● **Task to complete**: Filter the entries down to the lines holding "reload", then copy those lines.

● **Input for this task**:
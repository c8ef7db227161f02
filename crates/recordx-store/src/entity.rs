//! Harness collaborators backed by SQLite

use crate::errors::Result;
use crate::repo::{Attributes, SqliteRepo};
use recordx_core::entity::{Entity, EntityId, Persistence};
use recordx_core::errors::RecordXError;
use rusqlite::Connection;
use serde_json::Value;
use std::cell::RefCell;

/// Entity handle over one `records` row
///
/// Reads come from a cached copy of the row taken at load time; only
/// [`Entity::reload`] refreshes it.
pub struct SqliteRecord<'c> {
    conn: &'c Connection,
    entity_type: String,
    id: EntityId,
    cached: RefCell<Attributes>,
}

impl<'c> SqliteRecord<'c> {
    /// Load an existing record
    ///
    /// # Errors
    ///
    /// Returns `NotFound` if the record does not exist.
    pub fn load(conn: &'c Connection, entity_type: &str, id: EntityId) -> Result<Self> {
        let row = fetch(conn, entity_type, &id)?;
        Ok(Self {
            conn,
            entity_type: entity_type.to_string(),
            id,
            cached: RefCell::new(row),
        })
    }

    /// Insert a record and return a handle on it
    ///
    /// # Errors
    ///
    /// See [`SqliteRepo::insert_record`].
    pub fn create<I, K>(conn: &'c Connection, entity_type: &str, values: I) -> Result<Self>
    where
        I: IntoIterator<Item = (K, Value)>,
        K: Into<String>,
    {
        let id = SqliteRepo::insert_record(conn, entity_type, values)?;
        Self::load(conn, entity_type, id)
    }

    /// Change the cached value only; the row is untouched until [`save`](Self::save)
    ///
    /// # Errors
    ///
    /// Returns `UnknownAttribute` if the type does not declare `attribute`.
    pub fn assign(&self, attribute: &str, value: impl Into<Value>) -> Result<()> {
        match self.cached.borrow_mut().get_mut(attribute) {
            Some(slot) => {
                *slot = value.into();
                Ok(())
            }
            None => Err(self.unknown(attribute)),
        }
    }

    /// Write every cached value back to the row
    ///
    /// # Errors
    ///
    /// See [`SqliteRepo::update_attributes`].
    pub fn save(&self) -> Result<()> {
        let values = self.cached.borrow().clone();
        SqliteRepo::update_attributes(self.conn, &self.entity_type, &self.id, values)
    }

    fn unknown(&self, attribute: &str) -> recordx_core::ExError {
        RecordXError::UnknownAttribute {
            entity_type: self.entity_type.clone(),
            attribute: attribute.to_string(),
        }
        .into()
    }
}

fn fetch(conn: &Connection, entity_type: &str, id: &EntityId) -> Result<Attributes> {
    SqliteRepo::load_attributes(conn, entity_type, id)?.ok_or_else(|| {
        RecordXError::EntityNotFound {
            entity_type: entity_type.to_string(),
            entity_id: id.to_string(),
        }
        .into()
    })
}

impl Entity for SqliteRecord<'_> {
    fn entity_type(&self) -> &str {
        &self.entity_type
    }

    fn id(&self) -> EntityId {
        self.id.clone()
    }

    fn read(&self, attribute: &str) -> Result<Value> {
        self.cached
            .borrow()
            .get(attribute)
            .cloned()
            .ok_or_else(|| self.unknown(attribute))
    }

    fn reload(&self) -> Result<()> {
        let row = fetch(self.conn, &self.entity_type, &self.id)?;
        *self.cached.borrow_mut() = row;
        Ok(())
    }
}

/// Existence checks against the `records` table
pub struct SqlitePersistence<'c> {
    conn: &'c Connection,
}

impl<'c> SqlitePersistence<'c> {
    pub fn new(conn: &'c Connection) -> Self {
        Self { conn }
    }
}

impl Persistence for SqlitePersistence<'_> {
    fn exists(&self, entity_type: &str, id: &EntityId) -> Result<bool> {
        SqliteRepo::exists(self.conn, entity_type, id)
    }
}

● **Task output**:
/// [`Entity::reload`] refreshes it.
    fn reload(&self) -> Result<()> {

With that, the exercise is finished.